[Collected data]
# # # # #

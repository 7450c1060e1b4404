//! Heuristic 0-100 strength score
//!
//! Points are additive: up to 40 for length and 15 for each character class
//! present. This is a display heuristic, not an entropy estimate.

use serde::{Deserialize, Serialize};

/// Score a password on a 0-100 scale
pub fn score(password: &str) -> u8 {
    let length = password.chars().count();
    let mut total: u32 = 0;

    if length >= 8 {
        total += 20;
    }
    if length >= 12 {
        total += 10;
    }
    if length >= 16 {
        total += 10;
    }

    let classes = [
        password.chars().any(|c| c.is_ascii_lowercase()),
        password.chars().any(|c| c.is_ascii_uppercase()),
        password.chars().any(|c| c.is_ascii_digit()),
        password.chars().any(|c| !c.is_ascii_alphanumeric()),
    ];
    total += 15 * classes.iter().filter(|present| **present).count() as u32;

    total.min(100) as u8
}

/// Display bucket for a score
#[derive(Debug, Clone, Copy, PartialEq, Eq, PartialOrd, Ord, Hash, Serialize, Deserialize)]
#[serde(rename_all = "snake_case")]
pub enum StrengthLabel {
    Weak,
    Medium,
    Strong,
    Excellent,
}

impl StrengthLabel {
    pub fn from_score(score: u8) -> Self {
        if score >= 90 {
            Self::Excellent
        } else if score >= 70 {
            Self::Strong
        } else if score >= 50 {
            Self::Medium
        } else {
            Self::Weak
        }
    }

    pub fn of(password: &str) -> Self {
        Self::from_score(score(password))
    }

    pub fn as_str(&self) -> &'static str {
        match self {
            Self::Weak => "Weak",
            Self::Medium => "Medium",
            Self::Strong => "Strong",
            Self::Excellent => "Excellent",
        }
    }
}

impl std::fmt::Display for StrengthLabel {
    fn fmt(&self, f: &mut std::fmt::Formatter<'_>) -> std::fmt::Result {
        f.write_str(self.as_str())
    }
}

#[cfg(test)]
mod tests {
    use super::*;

    #[test]
    fn test_empty_scores_zero() {
        assert_eq!(score(""), 0);
    }

    #[test]
    fn test_known_scores() {
        assert_eq!(score("abcdefgh"), 35);
        assert_eq!(score("Abcdefgh12!@"), 90);
        assert_eq!(score(&"a".repeat(20)), 55);
        assert_eq!(score("a"), 15);
        assert_eq!(score("!"), 15);
        assert_eq!(score("123456"), 15);
    }

    #[test]
    fn test_capped_at_one_hundred() {
        assert_eq!(score("Abcdefgh12!@Abcd"), 100);
        assert_eq!(score(&"aA1!".repeat(50)), 100);
    }

    #[test]
    fn test_non_ascii_counts_as_symbol() {
        // é is outside [A-Za-z0-9] and is not an ASCII lowercase letter
        assert_eq!(score("é"), 15);
        assert_eq!(score("ééééééé"), 15);
        assert_eq!(score("éééééééé"), 35);
    }

    #[test]
    fn test_score_always_in_range() {
        for password in ["", " ", "🔐🔐🔐🔐🔐🔐🔐🔐🔐🔐🔐🔐🔐🔐🔐🔐", "Zz9.", "PASSWORD"] {
            assert!(score(password) <= 100);
        }
    }

    #[test]
    fn test_labels() {
        assert_eq!(StrengthLabel::from_score(100), StrengthLabel::Excellent);
        assert_eq!(StrengthLabel::from_score(90), StrengthLabel::Excellent);
        assert_eq!(StrengthLabel::from_score(89), StrengthLabel::Strong);
        assert_eq!(StrengthLabel::from_score(70), StrengthLabel::Strong);
        assert_eq!(StrengthLabel::from_score(69), StrengthLabel::Medium);
        assert_eq!(StrengthLabel::from_score(50), StrengthLabel::Medium);
        assert_eq!(StrengthLabel::from_score(49), StrengthLabel::Weak);
        assert_eq!(StrengthLabel::from_score(0), StrengthLabel::Weak);

        assert_eq!(StrengthLabel::of("abcdefgh").to_string(), "Weak");
    }
}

# # # # #

> PROBLEM DESCRIPTION: Report only the number of lines, among the records above, that contain the word "Deserialize".

> WRITTEN RESPONSE: 2